Written by Hannah Keegan
Hannah Keegan is the deputy features editor at Stylist magazine. You can find her on twitter at @hannahkeegan.
Feeling overworked but underwhelmed? Stylist reports on the very real benefits of channelling your inner child and carving out some playtime.
Emma Worrollo, a play consultant based in Bournemouth, is watching a group of adults get their hands dirty. Play-Doh is being pushed and pulled and moulded, the sticky substance forming shapes and figurines. One woman is making a sculpture of herself up a tree as a child. Another is creating a model of how she sees her life right now. “That’s when more straight lines and enclosed spaces occur,” Worrollo says. “When that happens, I ask: ‘What would the kid-you change? How do you get that sense of fun back in your life?’”
Worrollo runs these workshops virtually for her Patreon community, The Playful Den, and its accompanying Instagram (find its fans under #liveplayfully). She has a background in children’s research and began the project as a way to help mothers engage with their children as they played, but she soon realised adults were wildly in need of relearning the joy of play for themselves, too. “It then surged in popularity during lockdown,” she says. “It was mostly because I was talking about the positive ways this impacts mental health, and people needed that relief hugely.”
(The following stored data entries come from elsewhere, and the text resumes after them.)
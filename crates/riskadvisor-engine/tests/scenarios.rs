//! End-to-end scenarios through the `AdvisorEngine` facade.

use riskadvisor_core::StrategyCategory::{Maintenance, Policy, Process, Technology, Training};
use riskadvisor_core::{Portfolio, StrategyCatalog, StrategyId, StrategyInput};
use riskadvisor_engine::attacks::{AttackKind, RedTeam, Severity, ATTACK_LIBRARY};
use riskadvisor_engine::horizons::{classify, Horizon};
use riskadvisor_engine::package::Situation;
use riskadvisor_engine::types::{
    OptimizeRequest, PackageRequest, ParetoRequest, RiskTolerance, WargameRequest,
};
use riskadvisor_engine::{AdvisorEngine, EngineConfig, Grade};

fn engine_with_seed(seed: u64) -> AdvisorEngine {
    let mut config = EngineConfig::default();
    config.optimizer.seed = Some(seed);
    config.optimizer.monte_carlo_simulations = 500;
    AdvisorEngine::new(config).unwrap()
}

fn two_strategy_catalog() -> StrategyCatalog {
    StrategyCatalog::from_inputs(vec![
        StrategyInput::new("A", "Alpha", Process, 20.0, 100.0, 10).point_estimates(),
        StrategyInput::new("B", "Bravo", Training, 30.0, 200.0, 40).point_estimates(),
    ])
    .unwrap()
}

fn aviation_catalog() -> StrategyCatalog {
    StrategyCatalog::from_inputs(vec![
        StrategyInput::new("PROC_001", "Emergency Inspection Protocol", Process, 8.0, 15_000.0, 7),
        StrategyInput::new("POLICY_001", "Updated Weather Minimums", Policy, 5.0, 5_000.0, 3),
        StrategyInput::new("TRAIN_001", "Crew Fatigue Training", Training, 12.0, 45_000.0, 45),
        StrategyInput::new(
            "MAINT_001",
            "Enhanced Maintenance Protocol",
            Maintenance,
            18.0,
            120_000.0,
            60,
        ),
        StrategyInput::new(
            "TECH_001",
            "Predictive Maintenance AI System",
            Technology,
            25.0,
            350_000.0,
            180,
        ),
        StrategyInput::new(
            "TECH_002",
            "Safety Management Platform",
            Technology,
            15.0,
            200_000.0,
            120,
        ),
    ])
    .unwrap()
}

fn optimize(
    engine: &AdvisorEngine,
    catalog: &StrategyCatalog,
    budget: f64,
    tolerance: RiskTolerance,
) -> Portfolio {
    engine
        .optimize(&OptimizeRequest {
            strategies: catalog.clone(),
            budget_limit: budget,
            timeline_limit: None,
            risk_tolerance: tolerance,
        })
        .unwrap()
}

fn ids(portfolio: &Portfolio) -> Vec<&str> {
    portfolio.strategy_ids().into_iter().map(StrategyId::as_str).collect()
}

#[test]
fn two_strategy_budget_250() {
    let engine = engine_with_seed(1);
    let catalog = two_strategy_catalog();

    // Sweep 75..250 finds {} (75 and 94.4 afford nothing), {A} (ratio 0.2)
    // and {B} (30% reduction); {A, B} costs 300 and never fits.
    let balanced = optimize(&engine, &catalog, 250.0, RiskTolerance::Balanced);
    assert_eq!(ids(&balanced), vec!["A"]);
    assert!((balanced.total_cost - 100.0).abs() < 1e-9);

    let aggressive = optimize(&engine, &catalog, 250.0, RiskTolerance::Aggressive);
    assert_eq!(ids(&aggressive), vec!["B"]);

    let conservative = optimize(&engine, &catalog, 250.0, RiskTolerance::Conservative);
    assert!(conservative.is_empty());
    assert_eq!(conservative.total_cost, 0.0);
}

#[test]
fn frontier_keeps_unaffordable_sweep_points() {
    let request = ParetoRequest {
        strategies: two_strategy_catalog(),
        budget_limit: 250.0,
        timeline_limit: None,
        n_solutions: Some(10),
    };
    let frontier = engine_with_seed(1).pareto_frontier(&request).unwrap();
    assert_eq!(frontier.len(), 10);
    assert!(frontier[0].is_empty());
    assert!(frontier[1].is_empty());
    assert_eq!(frontier.iter().filter(|p| ids(p) == vec!["A"]).count(), 5);
    assert_eq!(frontier.iter().filter(|p| ids(p) == vec!["B"]).count(), 3);
}

#[test]
fn unaffordable_catalog_gives_empty_portfolio() {
    let engine = engine_with_seed(1);
    let portfolio = optimize(&engine, &two_strategy_catalog(), 50.0, RiskTolerance::Balanced);
    assert!(portfolio.is_empty());
    assert_eq!(portfolio.total_cost, 0.0);
    assert!(portfolio.constraints.within_budget);
}

#[test]
fn sole_strategy_failure_is_fatal() {
    let catalog = two_strategy_catalog();
    let portfolio = Portfolio::from_selection(vec![catalog.strategies()[0].clone()]);

    let red = RedTeam::new(Severity::Low);
    let attack = red
        .generate_attacks(&portfolio)
        .into_iter()
        .find(|a| a.kind == AttackKind::StrategyFailure)
        .unwrap();
    assert_eq!(attack.affected_strategies, vec![StrategyId::new("A")]);

    let result = red.apply_attack(&portfolio, &attack);
    assert_eq!(result.degraded.risk_reduction, 0.0);
    assert!(!result.still_viable);
    assert!((result.degradation_pct - 100.0).abs() < 1e-9);
}

#[test]
fn wargame_on_explicit_selection() {
    let engine = engine_with_seed(5);
    let request = WargameRequest {
        strategies: aviation_catalog(),
        available_budget: 500_000.0,
        risk_tolerance: RiskTolerance::Balanced,
        selected: Some(vec![StrategyId::new("TECH_001"), StrategyId::new("TRAIN_001")]),
    };
    let assessment = engine.wargame(&request).unwrap();

    assert_eq!(assessment.attack_results.len(), ATTACK_LIBRARY.len());
    assert_eq!(assessment.grade, Grade::from_score(assessment.robustness_score));
    assert!(!assessment.backup_plan.contains(&StrategyId::new("TECH_001")));
    assert!(assessment.backup_plan.total_cost <= 300_000.0);
    assert_eq!(
        assessment.worst_case_description,
        assessment.worst_case.as_ref().unwrap().attack.description
    );
}

#[test]
fn assessment_is_idempotent_for_fixed_seed() {
    let engine = engine_with_seed(21);
    let catalog = aviation_catalog();
    let portfolio = optimize(&engine, &catalog, 400_000.0, RiskTolerance::Balanced);

    let first = engine.assess_robustness(&portfolio, &catalog, 400_000.0).unwrap();
    let second = engine.assess_robustness(&portfolio, &catalog, 400_000.0).unwrap();
    assert_eq!(first.robustness_score, second.robustness_score);
    assert_eq!(first.grade, second.grade);
    assert_eq!(first.backup_plan, second.backup_plan);
    assert_eq!(first.recommendations, second.recommendations);
}

#[test]
fn monte_carlo_brackets_point_estimate() {
    let engine = engine_with_seed(3);
    let catalog = aviation_catalog();
    let portfolio = Portfolio::from_selection(catalog.strategies()[..4].to_vec());

    let analyzed = engine.monte_carlo(&portfolio, 10_000).unwrap();
    let bounds = analyzed.uncertainty.unwrap();
    assert_eq!(bounds.simulations, 10_000);
    assert!(bounds.cost_p5 <= portfolio.total_cost);
    assert!(portfolio.total_cost <= bounds.cost_p95);
    assert!(bounds.risk_reduction_p5 <= portfolio.total_risk_reduction);
    assert!(portfolio.total_risk_reduction <= bounds.risk_reduction_p95);

    let again = engine.monte_carlo(&portfolio, 10_000).unwrap();
    assert_eq!(again.uncertainty, analyzed.uncertainty);
}

#[test]
fn short_cheap_process_is_immediate_only() {
    let strategy = StrategyInput::new("P", "Quick Check", Process, 5.0, 10_000.0, 10)
        .build()
        .unwrap();
    let eligible = classify(&strategy);
    assert!(eligible.contains(&Horizon::Immediate));
    assert!(!eligible.contains(&Horizon::Strategic));
}

#[test]
fn package_from_json_request() {
    let json = r#"{
        "budget": 500000,
        "risk_score": 80,
        "strategies": [
            {"id": "PROC_001", "name": "Emergency Inspection Protocol", "category": "process",
             "risk_reduction_pct": 8, "cost_estimate": 15000, "time_estimate": 7},
            {"id": "TRAIN_001", "name": "Crew Fatigue Training", "category": "training",
             "risk_reduction_pct": 12, "cost_estimate": 45000, "time_estimate": 45,
             "disruption_level": "medium", "approval_level": "director"},
            {"id": "TECH_001", "name": "Predictive Maintenance AI System", "category": "technology",
             "risk_reduction_pct": 25, "cost_estimate": 350000, "time_estimate": 180,
             "cost_min": 300000, "cost_max": 450000}
        ]
    }"#;
    let request: PackageRequest = serde_json::from_str(json).unwrap();
    assert_eq!(request.strategies.len(), 3);

    let package = engine_with_seed(9).decision_package(&request).unwrap();
    assert_eq!(package.situation, Situation::Critical);
    assert_eq!(package.decision_deadline, "Decision required: TODAY");
    assert_eq!(package.scenarios.len(), 5);
    assert_eq!(package.recommended().unwrap().scenario_id, "S2");

    let out = serde_json::to_value(&package).unwrap();
    assert_eq!(out["situation"], "critical");
    assert!(out["horizon_plan"]["phases"].is_array());
}

#[test]
fn duplicate_ids_rejected_at_parse() {
    let json = r#"{
        "budget_limit": 1000,
        "strategies": [
            {"id": "X", "name": "One", "category": "policy",
             "risk_reduction_pct": 5, "cost_estimate": 10},
            {"id": "X", "name": "Two", "category": "policy",
             "risk_reduction_pct": 6, "cost_estimate": 20}
        ]
    }"#;
    let err = serde_json::from_str::<OptimizeRequest>(json).unwrap_err();
    assert!(err.to_string().contains("X"));
}

#[test]
fn inverted_cost_range_rejected_at_parse() {
    let json = r#"{
        "budget_limit": 1000,
        "strategies": [
            {"id": "X", "name": "One", "category": "policy", "risk_reduction_pct": 5,
             "cost_estimate": 10, "cost_min": 20, "cost_max": 30}
        ]
    }"#;
    assert!(serde_json::from_str::<OptimizeRequest>(json).is_err());
}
She isn’t wrong. After two years of pandemic hell, many of us remain square-eyed and exhausted – an Indeed survey found 67% of all workers felt their burnout had worsened in 2020, and that number is expected to have risen since. This is why, more than ever, we desperately need to reclaim ‘play’ as unadulterated us time. Think of it like this: if you had access to a release valve that helps you switch off entirely, and then allows you to come back to whatever you’re working on afresh, why wouldn’t you use it?
And play is having a moment. Last year, British artist Emily Forgot installed a series of colourful climbing-frame-like structures to “inspire optimism and playfulness after lockdown” in London. Sadiq Khan also appointed five children as Mayors of Play, in an effort to encourage people to explore the city through the guides they create – with fun being the whole point. Meanwhile Coralie Sleap, founder of the play-obsessed London store and events space Drink, Shop & Do, which Covid sadly forced to close for good, has written Get Your Play On, a book packed with kid-like activities adults are encouraged to embrace. Play-Doh now sells adult kits with scents such as Overpriced Latte and Spa Day, while elsewhere, bars are encouraging a game-like atmosphere. Think Shoreditch’s Ballie Ballerson, which has a literal ballpit, and Monopoly Lifesized, the IRL version of the boardgame, now open in London’s Tottenham Court Road.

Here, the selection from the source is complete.